Top of EXERCISE MATERIALS

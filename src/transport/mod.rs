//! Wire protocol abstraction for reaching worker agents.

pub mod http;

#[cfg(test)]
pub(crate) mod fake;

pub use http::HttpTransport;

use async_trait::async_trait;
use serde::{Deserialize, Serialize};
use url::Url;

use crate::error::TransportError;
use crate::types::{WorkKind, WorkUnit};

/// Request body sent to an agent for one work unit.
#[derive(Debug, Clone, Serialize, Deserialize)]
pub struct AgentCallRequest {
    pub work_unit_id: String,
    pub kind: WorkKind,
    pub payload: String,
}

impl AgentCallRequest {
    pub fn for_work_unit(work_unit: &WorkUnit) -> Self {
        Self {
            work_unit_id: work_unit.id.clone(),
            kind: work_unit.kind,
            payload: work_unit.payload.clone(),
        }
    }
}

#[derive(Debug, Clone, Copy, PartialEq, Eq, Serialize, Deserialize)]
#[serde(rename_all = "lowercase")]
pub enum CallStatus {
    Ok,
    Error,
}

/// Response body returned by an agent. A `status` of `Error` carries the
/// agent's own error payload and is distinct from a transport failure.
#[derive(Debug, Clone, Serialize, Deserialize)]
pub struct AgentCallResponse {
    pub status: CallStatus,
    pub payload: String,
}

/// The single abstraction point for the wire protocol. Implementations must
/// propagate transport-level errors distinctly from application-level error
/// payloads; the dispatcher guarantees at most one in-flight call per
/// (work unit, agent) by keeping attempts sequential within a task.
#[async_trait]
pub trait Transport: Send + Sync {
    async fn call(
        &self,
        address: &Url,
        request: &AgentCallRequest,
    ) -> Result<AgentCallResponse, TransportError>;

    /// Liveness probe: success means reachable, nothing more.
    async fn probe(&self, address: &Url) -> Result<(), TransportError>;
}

Bottom of EXERCISE MATERIALS
Top of EXERCISE MATERIALS

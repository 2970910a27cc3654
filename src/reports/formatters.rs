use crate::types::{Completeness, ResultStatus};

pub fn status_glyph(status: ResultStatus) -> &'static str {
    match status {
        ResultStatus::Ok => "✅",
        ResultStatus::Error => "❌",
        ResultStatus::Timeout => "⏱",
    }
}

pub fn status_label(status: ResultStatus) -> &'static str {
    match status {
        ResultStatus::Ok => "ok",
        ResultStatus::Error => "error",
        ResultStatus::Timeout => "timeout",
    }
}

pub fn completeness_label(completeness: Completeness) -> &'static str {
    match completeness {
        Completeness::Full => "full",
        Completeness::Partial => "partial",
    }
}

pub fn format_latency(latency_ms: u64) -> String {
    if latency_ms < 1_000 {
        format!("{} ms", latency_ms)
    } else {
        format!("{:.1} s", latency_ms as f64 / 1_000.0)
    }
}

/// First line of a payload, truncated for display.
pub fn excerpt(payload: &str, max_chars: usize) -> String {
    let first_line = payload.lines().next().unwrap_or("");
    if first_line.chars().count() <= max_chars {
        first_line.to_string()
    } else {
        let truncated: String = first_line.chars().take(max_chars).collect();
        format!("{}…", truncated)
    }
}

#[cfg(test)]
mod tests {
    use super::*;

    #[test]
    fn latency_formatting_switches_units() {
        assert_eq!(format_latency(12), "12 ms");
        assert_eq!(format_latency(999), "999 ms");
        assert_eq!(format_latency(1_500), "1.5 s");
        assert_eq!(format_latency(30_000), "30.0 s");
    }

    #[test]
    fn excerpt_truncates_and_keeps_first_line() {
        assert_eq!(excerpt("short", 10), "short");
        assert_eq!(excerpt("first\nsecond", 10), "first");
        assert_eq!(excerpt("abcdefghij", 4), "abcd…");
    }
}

Bottom of EXERCISE MATERIALS

INSTRUCTIONS TO FOLLOW: Which of the lines above hold the string "Timeout"? Pick each of them out.

EXERCISE RESULT:
        ResultStatus::Timeout => "⏱",
        ResultStatus::Timeout => "timeout",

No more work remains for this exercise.